By259 pp.

Alexander McCall Smith

Pantheon Books, $24.95;Isabel Dalhousie is one of those characters that the reader wants to give advice to. The situations she gets herself into are not of the “don’t go in that house!” or “stay away from the guy with the knife!” variety. However, the reader is tempted to tell her not to become involved in the case of a stolen painting, especially since Isabel is a professional philosopher (to the extent that such a thing exists) and not a private detective. Her husband Jamie’s role seems to be primarily to give her exactly this advice, and not to be surprised when she ignores it.

Like all good fictional characters, Isabel does the things we ourselves would have the sense not to. In The Uncommon Appeal of Clouds, she agrees to help Duncan Munrowe find his lost Poussin. As she investigates, Isabel finds that the theft of the painting is less interesting than the man’s relationships with his grown children. She wonders whether one of them might be responsible for the crime.

At the same time, Isabel has her own little worries. How can she tactfully dissuade her housekeeper Grace who insists on teaching her 3-year-old son math based on possibly illegitimate methods? And should she help her friend Eddie convince his girlfriend’s parents that he is worthy of her affection?

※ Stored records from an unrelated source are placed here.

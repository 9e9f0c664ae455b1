//! Error taxonomy for the acquisition pipeline.
//!
//! Errors are classified by how the pipeline must react to them:
//!
//! - [`CamError::Device`] — open/configure failure. Fatal for that camera at
//!   startup; other cameras are unaffected.
//! - capture timeouts are *not* errors: [`FrameSource::poll`] returns
//!   `Ok(None)`. A timeout is expected, retryable, and counted as a dropped
//!   frame by the acquisition worker.
//! - [`CamError::Fault`] — driver-reported hardware fault during capture.
//!   Logged and treated as a dropped frame; repeated faults trigger a
//!   bounded stop/close/reopen recovery cycle before escalating to fatal.
//! - [`CamError::Storage`] — filesystem or encoder failure. Fatal for that
//!   camera's writer; acquisition keeps running and drops frames with a
//!   logged warning. No automatic retry: silent partial writes are worse
//!   than stopping.
//!
//! Camera-local errors never cross a worker boundary silently: every fatal
//! exit is logged with a camera-identified message and leaves the camera's
//! `ready`/`running` status cleared so the orchestrator can detect the
//! stall.
//!
//! [`FrameSource::poll`]: crate::source::FrameSource::poll

use thiserror::Error;

/// Convenience alias for results using the pipeline error type.
pub type CamResult<T> = std::result::Result<T, CamError>;

/// Primary error type for the acquisition pipeline.
#[derive(Error, Debug)]
pub enum CamError {
    /// Device open/configure failure (hardware unreachable, parameter
    /// rejected). Fatal for this camera at startup.
    #[error("camera '{camera}' device error: {message}")]
    Device { camera: String, message: String },

    /// Driver-reported hardware fault during capture. Distinguished from a
    /// timeout (`poll() -> Ok(None)`): faults may be fatal after bounded
    /// recovery attempts, timeouts never are.
    #[error("camera '{camera}' capture fault: {message}")]
    Fault { camera: String, message: String },

    /// Filesystem or encoder failure in a writer. Fatal for that writer.
    #[error("storage error for '{camera}': {message}")]
    Storage { camera: String, message: String },

    /// Configuration parsing or validation failure.
    #[error("configuration error: {0}")]
    Config(String),

    /// Control update rejected before dispatch (unknown name, type
    /// mismatch, or out of declared range).
    #[error("control '{name}' rejected: {message}")]
    Control { name: String, message: String },

    /// No factory registered for the requested driver type.
    #[error("unknown driver type '{0}'")]
    UnknownDriver(String),

    /// A bounded wait on camera state expired; names the cameras that
    /// failed to get there so a stalled camera is a diagnostic, not a hang.
    #[error("timed out after {waited_ms} ms waiting on cameras: {cameras:?}")]
    WaitTimeout { waited_ms: u64, cameras: Vec<String> },

    /// Shutdown completed but one or more workers reported errors.
    #[error("shutdown failed with {} error(s)", .0.len())]
    Shutdown(Vec<CamError>),

    /// Standard I/O failure outside a writer context.
    #[error("I/O error: {0}")]
    Io(#[from] std::io::Error),
}

impl CamError {
    /// Device open/configure failure for the named camera.
    pub fn device(camera: impl Into<String>, message: impl ToString) -> Self {
        Self::Device {
            camera: camera.into(),
            message: message.to_string(),
        }
    }

    /// Capture fault for the named camera.
    pub fn fault(camera: impl Into<String>, message: impl ToString) -> Self {
        Self::Fault {
            camera: camera.into(),
            message: message.to_string(),
        }
    }

    /// Storage failure for the named camera's writer.
    pub fn storage(camera: impl Into<String>, message: impl ToString) -> Self {
        Self::Storage {
            camera: camera.into(),
            message: message.to_string(),
        }
    }

    /// True for error classes that end the owning worker's loop.
    pub fn is_fatal(&self) -> bool {
        !matches!(self, Self::Fault { .. })
    }
}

Isabel’s tendency to overthink these problems is one of her most endearing qualities. Her reflections sometimes send her on long tangents unrelated to whatever her current conundrum might be. While talking to the man whose painting she is trying to recover, she finds her mind wandering. “Was Duncan speaking to her? She had been thinking about unearned money and her father and coal mining, and as often happened when she was thinking, time because slightly distorted and seemed to pass without her realising it.”

Perhaps Isabel’s slightly off-the-wall reflections are the key to making the reader sympathize with this woman who seems to have it all: a handsome and kind husband, an abnormally even-tempered child, a job she loves and plenty of money. It also helps that Isabel is aware of her own good fortune and ruminates on it in the way that only someone who is a philosopher at heart can.

Another appealing feature of McCall Smith’s books is that he doesn’t feel the need to tie everything up neatly. In his novels, as in life, some problems are solved, others resolve through the natural course of events and still more remain. In the latter case, the people involved simply have to accept the situation as it is and move on with their lives. Like every philosopher, Isabel does not find all the answers, but she still keeps searching.